When I fitted the doors for this entertainment center they were flush with the face frame. after a few days moving it from the cold Michigan shop to inside the doors twisted slightly. It seems like every week they are twisted in slightly different amounts.

I realize that bringing it inside could have an effect due to relative humidity but I wouldn't expect continual movement since it has been inside for a month. Maybe the problem is having a large(ish) door without a panel or glass to help stop the twist?

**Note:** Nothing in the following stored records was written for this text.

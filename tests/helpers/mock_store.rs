// ==========================================
// Mock 存储实现 - 用于集成测试
// ==========================================
// 内存版 DirectoryImportRepository，支持故障注入:
// - 查找失败 / 写入整批失败
// - 查找永久挂起（模拟取消）
// - 按名称注入查找延迟（打乱完成顺序）
// - 公司名称唯一约束
// ==========================================

use async_trait::async_trait;
use corp_directory_import::domain::{NewCompany, NewPerson};
use corp_directory_import::repository::{
    BulkInsertOutcome, BulkWriteFailure, CompanyLookup, DirectoryImportRepository,
    RepositoryError, RepositoryResult,
};
use std::collections::HashMap;
use std::sync::atomic::{AtomicUsize, Ordering};
use std::sync::Mutex;
use std::time::Duration;
use uuid::Uuid;

#[derive(Default)]
pub struct MockStore {
    pub companies: Mutex<Vec<(String, NewCompany)>>,
    pub people: Mutex<Vec<(String, NewPerson)>>,

    // 查找记录
    pub lookups_started: Mutex<Vec<String>>,
    pub lookups_finished: Mutex<Vec<String>>,
    in_flight: AtomicUsize,
    pub max_in_flight: AtomicUsize,

    // 故障注入
    pub lookup_delays: HashMap<String, Duration>,
    pub fail_lookup: bool,
    pub block_lookups: bool,
    pub fail_insert: bool,
    pub unique_company_names: bool,
}

impl MockStore {
    pub fn new() -> Self {
        Self::default()
    }

    pub fn with_delay(mut self, name: &str, millis: u64) -> Self {
        self.lookup_delays
            .insert(name.to_string(), Duration::from_millis(millis));
        self
    }

    /// 直接写入一家公司，返回 ID
    pub fn seed_company(&self, name: &str) -> String {
        let id = Uuid::new_v4().to_string();
        self.companies
            .lock()
            .unwrap()
            .push((id.clone(), NewCompany::new(name, "Testing")));
        id
    }

    pub fn company_names(&self) -> Vec<String> {
        self.companies
            .lock()
            .unwrap()
            .iter()
            .map(|(_, c)| c.name.clone())
            .collect()
    }

    pub fn person_names(&self) -> Vec<String> {
        self.people
            .lock()
            .unwrap()
            .iter()
            .map(|(_, p)| p.name.clone())
            .collect()
    }

    pub fn lookup_count(&self) -> usize {
        self.lookups_started.lock().unwrap().len()
    }
}

#[async_trait]
impl CompanyLookup for MockStore {
    async fn find_company_id_by_name(&self, name: &str) -> RepositoryResult<Option<String>> {
        self.lookups_started.lock().unwrap().push(name.to_string());
        let now = self.in_flight.fetch_add(1, Ordering::SeqCst) + 1;
        self.max_in_flight.fetch_max(now, Ordering::SeqCst);

        if self.block_lookups {
            futures::future::pending::<()>().await;
        }
        if let Some(delay) = self.lookup_delays.get(name) {
            tokio::time::sleep(*delay).await;
        }

        self.in_flight.fetch_sub(1, Ordering::SeqCst);
        self.lookups_finished.lock().unwrap().push(name.to_string());

        if self.fail_lookup {
            return Err(RepositoryError::DatabaseConnectionError(
                "connection refused".to_string(),
            ));
        }

        Ok(self
            .companies
            .lock()
            .unwrap()
            .iter()
            .find(|(_, c)| c.name == name)
            .map(|(id, _)| id.clone()))
    }
}

#[async_trait]
impl DirectoryImportRepository for MockStore {
    async fn insert_companies_unordered(
        &self,
        companies: Vec<NewCompany>,
    ) -> RepositoryResult<BulkInsertOutcome> {
        if self.fail_insert {
            return Err(RepositoryError::DatabaseTransactionError(
                "disk I/O error".to_string(),
            ));
        }

        let mut stored = self.companies.lock().unwrap();
        let mut outcome = BulkInsertOutcome::default();
        for (index, company) in companies.into_iter().enumerate() {
            if self.unique_company_names && stored.iter().any(|(_, c)| c.name == company.name) {
                outcome.failures.push(BulkWriteFailure {
                    index,
                    message: "UNIQUE constraint failed: company.name".to_string(),
                });
                continue;
            }
            let id = Uuid::new_v4().to_string();
            stored.push((id.clone(), company));
            outcome.inserted_ids.push(id);
        }
        Ok(outcome)
    }

    async fn insert_people_unordered(
        &self,
        people: Vec<NewPerson>,
    ) -> RepositoryResult<BulkInsertOutcome> {
        if self.fail_insert {
            return Err(RepositoryError::DatabaseTransactionError(
                "disk I/O error".to_string(),
            ));
        }

        let companies = self.companies.lock().unwrap();
        let mut stored = self.people.lock().unwrap();
        let mut outcome = BulkInsertOutcome::default();
        for (index, person) in people.into_iter().enumerate() {
            if !companies.iter().any(|(id, _)| *id == person.company_id) {
                outcome.failures.push(BulkWriteFailure {
                    index,
                    message: "FOREIGN KEY constraint failed".to_string(),
                });
                continue;
            }
            let id = Uuid::new_v4().to_string();
            stored.push((id.clone(), person));
            outcome.inserted_ids.push(id);
        }
        Ok(outcome)
    }
}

The current overall twist is about 3/16. 
Mortise and tenon joints
Wood for doors is maple and well seasoned.

Thoughts?


----------



## FatherHooligan (Mar 27, 2008)

Change in temperature and humidity are big reasons for wood to move. I suspect its more the humidity change that is the problem. Was the shop below freezing when you weren't working in there?


----------



## Unknowncraftsman (Jun 23, 2013)

Was the maple flat sawn,If so rift or quarter sawn would have been a better choice.Since wood is both mysterious and amazing.Could be the change in temp and moisture.sorry if I come across snarky I like the the look of your piece kinda industrial and highly functional .Good job!


----------



## LeTurbo (Jan 22, 2014)

It's not uncommon, I think, and it's sure to happen to everyone. The usual remedy is just to wet the door slightly, twist it the opposite direction and clamp it in place, then leave it for a few days (or place a heat source close by to speed things up). All that needs to be done before painting though.


----------



## bobro (Oct 24, 2014)

No panel giving rigidity, thin stock, and I bet the stiles have end grain exposed while the stiles don't.

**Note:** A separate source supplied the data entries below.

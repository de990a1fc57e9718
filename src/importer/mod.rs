// ==========================================
// 企业名录系统 - 导入层
// ==========================================
// 职责: 上传文件 → 公司 / 人员记录
// 支持: CSV, JSON
// 流程: 解析 → 校验 → 雇主解析（仅人员）→ 批量写入 → 删除暂存文件
// ==========================================

// 模块声明
pub mod bulk_loader;
pub mod directory_importer_impl;
pub mod error;
pub mod field_mapper;
pub mod file_parser;
pub mod importer_trait;
pub mod record_validator;
pub mod reference_resolver;
pub mod staged_file;

// 重导出核心类型
pub use bulk_loader::{BulkLoader, LoadOutcome};
pub use directory_importer_impl::DirectoryImporterImpl;
pub use error::{FailureKind, ImportError, PipelineResult};
pub use field_mapper::{FieldMapper, MappingError};
pub use file_parser::{CsvParser, DeclaredFormat, JsonParser, UniversalFileParser, MIME_CSV, MIME_JSON};
pub use record_validator::{RecordValidator, ValidationReport};
pub use reference_resolver::{ReferenceResolver, ResolutionReport};
pub use staged_file::{CleanupError, StagedFile};

// 重导出 Trait 接口
pub use importer_trait::{DirectoryImporter, FileParser, RawRecordStream};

A lap joint in this application is superior to a floating tenon (domino, biscuit, dowel) or m+t because it exposed end grain evenly, and a miter of course is best in this regard as it closes the end grain.


----------



## albachippie (Feb 2, 2010)

Welcome to LJs AdamNah. That's a great looking unit. I have been doing this for over twenty years now, and, as Aj2 said above, wood remains the most mysterious and amazing material, so making it unpredictable. When doing home projects, it helps to rough cut the timber and take it to acclimatise in the area it will finally be situated. Leave it there as long as you can before machining. This will mean the timber is close to its final dimension and move/shrink/split/warp as much as it's going to. No guarantee, but it definitely helps. With regards to your current project being finished, you either live with it, or you could maybe fit some slip bolts to the offending door to pull out the twist when closed. Or, as a last resort, remake the doors. In my experience once wood twists, there aint much you can do to remove it I'm afraid. You're trying to fight nature, and nature rarely loses!


----------



## AdamNah (Feb 10, 2015)

Thanks for the advice! The shop was below freezing and the wood is flat sawn.

I am currently reading Understanding Wood which has been a real eye opener.


----------



## rwe2156 (May 7, 2014)

If they don't stabilize check this out:

There is a technique called splining where you plow a very deep groove the length of the rail and insert a wood spline of the same species. Normal you do it from the panel side, but it would work fine on assembled doors if painted.

Glue with stiff drying glue like Tightbond III and glue up flat.

As you probably now know, rift sawn wood not the best for door rails.


----------